Last weekend I wrote a C# program that will analyze text reasonably efficiently and output the word frequencies to a CSV file (admittedly tab separated at the moment). I then released all of the source on GitHub but I hadn’t really done any proper analysis with it other than the books I was using from Project Gutenberg.
I was having a look at Reddit’s API today and I stumbled across the option to stick .json on the end of most Reddit URLs to get the API data. I then wrote a relatively simple Python script that would poll this page once a minute (the page in theory gets updated every thirty seconds but I found it seemed to be updated once a minute). I then had a dictionary with a key for each comment’s ID and I kept a copy of the comment’s content in the dictionary. I also stripped out all HTML to ensure text analysis would work properly.
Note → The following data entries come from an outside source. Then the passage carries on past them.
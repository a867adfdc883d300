//! nmt-exp: declarative neural machine translation experiments
//!
//! A YAML file defines one or more named experiments. Each one combines a
//! model definition, a training regimen and evaluation tasks, built from
//! tagged nodes such as `!DefaultTranslator` or `!SimpleTrainingRegimen`.
//! Experiments run in file order, and a later one can reuse a component a
//! previous one saved through `!LoadSerialized`.
//!
//! # Example
//!
//! ```yaml
//! pretrain: !Experiment
//!   model: !DefaultTranslator
//!     src_reader: !PlainTextReader {}
//!     trg_reader: !PlainTextReader {}
//!   train: !SimpleTrainingRegimen
//!     src_file: '{EXP_DIR}/train.de'
//!     trg_file: '{EXP_DIR}/train.en'
//!     run_for_epochs: 2
//! ```
//!
//! # Modules
//!
//! - [`persistence`]: loading, placeholder expansion, `!LoadSerialized`, model files
//! - [`manifest`]: typed experiment configuration
//! - [`validation`]: schema and run-order checks
//! - [`vocab`], [`reader`], [`output`]: text handling
//! - [`engine`]: the translation engine seam and its baseline engine
//! - [`inference`], [`eval`], [`train`]: decoding, evaluation and training loops
//! - [`runner`]: sequential experiment execution
//! - [`cli`], [`config`]: the `nmt-exp` command line

pub mod cli;
pub mod config;
pub mod engine;
pub mod error;
pub mod eval;
pub mod inference;
pub mod manifest;
pub mod output;
pub mod persistence;
pub mod reader;
pub mod runner;
pub mod train;
pub mod validation;
pub mod vocab;

pub use error::{Error, Result};
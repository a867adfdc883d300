//! Info command implementation

use serde::Serialize;

use crate::cli::logging::log;
use crate::cli::LogLevel;
use crate::config::{InfoArgs, OutputFormat};
use crate::manifest::Experiment;
use crate::persistence::{load_experiment_file, ExperimentFile};

use super::validate::{format_model_info, format_output_info, format_training_info};

/// What `info` reports for one experiment.
#[derive(Debug, Clone, Serialize)]
pub struct ExperimentInfo {
    pub name: String,
    pub model_file: Option<String>,
    pub log_file: Option<String>,
    /// `filename:path` of each `!LoadSerialized`
    pub loads: Vec<String>,
    /// Decoded experiment; absent while a referenced model is unwritten
    #[serde(skip_serializing_if = "Option::is_none")]
    pub experiment: Option<Experiment>,
}

/// Collect info for every experiment in file order.
pub fn collect_info(file: &ExperimentFile) -> Result<Vec<ExperimentInfo>, String> {
    file.experiments
        .iter()
        .map(|raw| -> Result<ExperimentInfo, String> {
            let experiment = if raw.is_resolvable_now() {
                let resolved = raw
                    .resolve()
                    .map_err(|e| format!("Config error in '{}': {e}", raw.name))?;
                Some(resolved.experiment)
            } else {
                None
            };
            Ok(ExperimentInfo {
                name: raw.name.clone(),
                model_file: raw.model_file(),
                log_file: raw.log_file(),
                loads: raw
                    .references
                    .iter()
                    .map(|r| format!("{}:{}", r.spec.filename, r.spec.path))
                    .collect(),
                experiment,
            })
        })
        .collect()
}

pub fn run_info(args: InfoArgs, level: LogLevel) -> Result<(), String> {
    let file = load_experiment_file(&args.config).map_err(|e| format!("Config error: {e}"))?;
    let infos = collect_info(&file)?;

    match args.format {
        OutputFormat::Text => {
            log(level, LogLevel::Normal, "Configuration Info:");
            println!();
            println!("File: {}", file.path.display());
            println!("Experiments: {}", infos.len());
            for info in &infos {
                println!();
                println!("{}:", info.name);
                for load in &info.loads {
                    println!("  Loads: {load}");
                }
                match &info.experiment {
                    Some(exp) => {
                        println!("{}", format_model_info(exp));
                        println!("{}", format_training_info(exp));
                        println!("{}", format_output_info(exp));
                    }
                    None => println!("  (details available once the loaded model exists)"),
                }
            }
        }
        OutputFormat::Json => {
            let json = serde_json::to_string_pretty(&infos)
                .map_err(|e| format!("JSON serialization error: {e}"))?;
            println!("{json}");
        }
        OutputFormat::Yaml => {
            let yaml = serde_yaml::to_string(&infos)
                .map_err(|e| format!("YAML serialization error: {e}"))?;
            println!("{yaml}");
        }
    }

    Ok(())
}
Each minute it would also save the dictionary to a JSON file and the text to a text file.
I than ran Word Frequency over it to build up this CSV file – to view the full thing make sure you press download (I then recommend importing it into Excel so you can sort it). I collected a total of 10,091 comments which amounted to a total of 289,713 words (an average of 28.71 words per comment) and found that the most common word was, unsurprisingly, the. Pronouns, connectives and simple verbs (is, see, etc) make up the top 100 however nouns tend to creep in further down. Incredibly, 9gag is only used seven times across all of the comments.